We opened Sunday with packing up and checking out of our hotel room. We would do so on the defensive. The Canada geese were still there, on the lawn, guarding their nest and hissing at people who got close enough and my car was almost in their Exclusive Economic Zone. We could've got out swift enough, but I did want to poke around a little more. [profile] bunny_hugger had lost an earring getting out of the car the night before, and while I'd found the earring --- a bronze rabbit-head eating a carrot --- the wire hook had disappeared. There was only a tiny chance I'd ever find it, but I wanted to try again in the morning. Didn't succeed. She would buy replacement hooks.

We had a lunch in the con suite, that I think might have just been more cinnamon-raisin bagels with cream cheese that wasn't quite out. I think we kept mis-timing the serving of meals, and in any case the vegetarian choices don't tend to be robust. Furry hospitality meals are normally made vegetarian the way fair-enough Italian restaurants do, by just leaving out the meat-containing item. Well, it's petty to complain about free food and I oughtn't do that.

Our only panel for the day was the Bunnies SIG, which is surely not actually set for 1 pm Sunday at every con we ever attend. It jus feels like it sometimes. This drew about the crowd I had expected at least, maybe a dozen people, a good number of them folks who are rabbits or have rabbit characters. Someone or other pulled the traditional predator-animal ``oh, is this the buffet?'' joke, which is the sort of thing you never hear the end of because everyone making it thinks they're the first. Or, to be charitable, they figure repeating well-worn jokes is a way of sharing an experience with people who might be new or might have been gone a while or don't know if they're taken to be normal. There's something to be said for that. The Insects SIG probably gets this stuff worse anyway.

The Bunnies SIG ended at about the right time, but it didn't exactly break up. It just shifted, to a couple of people hanging out yet, sticking to each other and talking ... well, furry politics.
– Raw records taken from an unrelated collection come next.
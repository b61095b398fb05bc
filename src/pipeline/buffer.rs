//! Fixed-capacity, thread-safe FIFO of [`Message`]s.
//!
//! A ring of `capacity` slots guarded by one mutex, plus two counting
//! semaphores: `write_slots` (free slots, starts at `capacity`) and
//! `read_slots` (filled slots, starts at zero). Both `insert` and `remove`
//! take their permit *before* the ring lock, so no thread ever sleeps while
//! holding the lock.
//!
//! ```text
//!   insert:  write_slots.acquire ─► lock ─► slots[tail] = msg ─► unlock ─► read_slots.release
//!   remove:  read_slots.acquire  ─► lock ─► msg = slots[head] ─► unlock ─► write_slots.release
//! ```

use crate::pipeline::error::{PipelineError, PipelineResult};
use crate::pipeline::semaphore::Semaphore;
use crate::types::Message;
use std::sync::atomic::{AtomicUsize, Ordering};
use std::sync::{Mutex, MutexGuard, PoisonError};

/// Ring storage; only touched while the buffer lock is held.
#[derive(Debug)]
struct Ring {
    slots: Box<[Option<Message>]>,
    head: usize,
    tail: usize,
}

impl Ring {
    fn push(&mut self, msg: Message) {
        let slot = &mut self.slots[self.tail];
        debug_assert!(slot.is_none(), "insert would overwrite an occupied slot");
        *slot = Some(msg);
        self.tail = (self.tail + 1) % self.slots.len();
    }

    fn pop(&mut self) -> Message {
        let Some(msg) = self.slots[self.head].take() else {
            // A read permit is only released after a push under the same lock.
            unreachable!("read permit granted for an empty slot");
        };
        self.head = (self.head + 1) % self.slots.len();
        msg
    }
}

/// Bounded blocking buffer shared between the two stages around it.
#[derive(Debug)]
pub struct BoundedBuffer {
    name: String,
    ring: Mutex<Ring>,
    write_slots: Semaphore,
    read_slots: Semaphore,
    /// Occupancy hint, updated under the ring lock and read without it.
    len: AtomicUsize,
}

impl BoundedBuffer {
    /// Create an empty buffer holding at most `capacity` messages.
    ///
    /// # Errors
    ///
    /// Returns [`PipelineError::ZeroCapacity`] if `capacity` is 0.
    pub fn new(name: impl Into<String>, capacity: usize) -> PipelineResult<Self> {
        let name = name.into();
        if capacity == 0 {
            return Err(PipelineError::ZeroCapacity { buffer: name });
        }

        Ok(Self {
            name,
            ring: Mutex::new(Ring {
                slots: (0..capacity).map(|_| None).collect(),
                head: 0,
                tail: 0,
            }),
            write_slots: Semaphore::new(capacity),
            read_slots: Semaphore::new(0),
            len: AtomicUsize::new(0),
        })
    }

    fn lock(&self) -> MutexGuard<'_, Ring> {
        self.ring.lock().unwrap_or_else(PoisonError::into_inner)
    }

    /// Append `msg` at the tail, blocking while the buffer is full.
    pub fn insert(&self, msg: Message) {
        self.write_slots.acquire();
        {
            let mut ring = self.lock();
            ring.push(msg);
            self.len.fetch_add(1, Ordering::Release);
        }
        self.read_slots.release();
    }

    /// Remove the head message, blocking while the buffer is empty.
    pub fn remove(&self) -> Message {
        self.read_slots.acquire();
        self.take_head()
    }

    /// Remove the head message if one is available, without waiting for one.
    pub fn try_remove(&self) -> Option<Message> {
        if !self.read_slots.try_acquire() {
            return None;
        }
        Some(self.take_head())
    }

    /// Caller must already hold a read permit.
    fn take_head(&self) -> Message {
        let msg = {
            let mut ring = self.lock();
            let msg = ring.pop();
            self.len.fetch_sub(1, Ordering::Release);
            msg
        };
        self.write_slots.release();
        msg
    }

    /// Number of queued messages.
    ///
    /// A hint only: it may already be stale when the caller looks at it.
    pub fn len(&self) -> usize {
        self.len.load(Ordering::Acquire)
    }

    pub fn is_empty(&self) -> bool {
        self.len() == 0
    }

    /// Label used in logs and errors.
    pub fn name(&self) -> &str {
        &self.name
    }
}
Especially about the former Michigan Furs online community, which we looked away from for a couple of weeks and came back to find it was gone. It had vanished in a sudden fit of ... well, dramatic explosion. Since that site closed we haven't even known when or where to find events like local bowling meetups, which draws us away from the fandom nearly as much as spending all our time at pinball events does.

It doesn't seem like we could have spent enough time at this, but somehow we were so long in talking that we were late getting to the next panel, an hour later. This would be the last panel of the convention, ``Zero To Arcade In Sixty Minutes''. And it was a practical thing, too. The topic was how to set up an actual working arcade machine, with host Vix Zekken showing how much of one he could build live and on-stage.

We came in late so missed some valuable introductory stuff. Particularly, I didn't know where the boards and equipment he had came from. And it seemed to be mostly plugging together stuff that had already been made. I understand that to a big extent that's what electronics is, a big puzzle of plugging together stuff. I'm not sure what I had expected; maybe something with more detail like how old-style arcade switches and joysticks worked. Probably if I'd seen the introduction I'd have better understood what the aim was.

After this we ended up, once again, hanging around in a little gossip circle. This was more focused on Furry Connection North, the more-or-less precursor to Motor City Fur[ry] Con, and about the circumstances by which the earlier con evaporated all of a sudden in a flurry of working out whose money it all is, anyway, and sometime later, who has the social media passwords. I love absorbing this sort of gossip, but shan't repeat it; even if it was correct as I received it I've got little chance of reporting it without important errors. It's so fun being the audience for that sort of talk, anyway.

Trivia: Gimbels was the first American department store to hold a public art auction. It was in 1941 at its New York City location. Source: The Grand Emporiums: The Illustrated History of America's Great Department Stores, Robert Hendrickson.

Currently Reading: The History of the Calculus and its Conceptual Development, Carl B Boyer.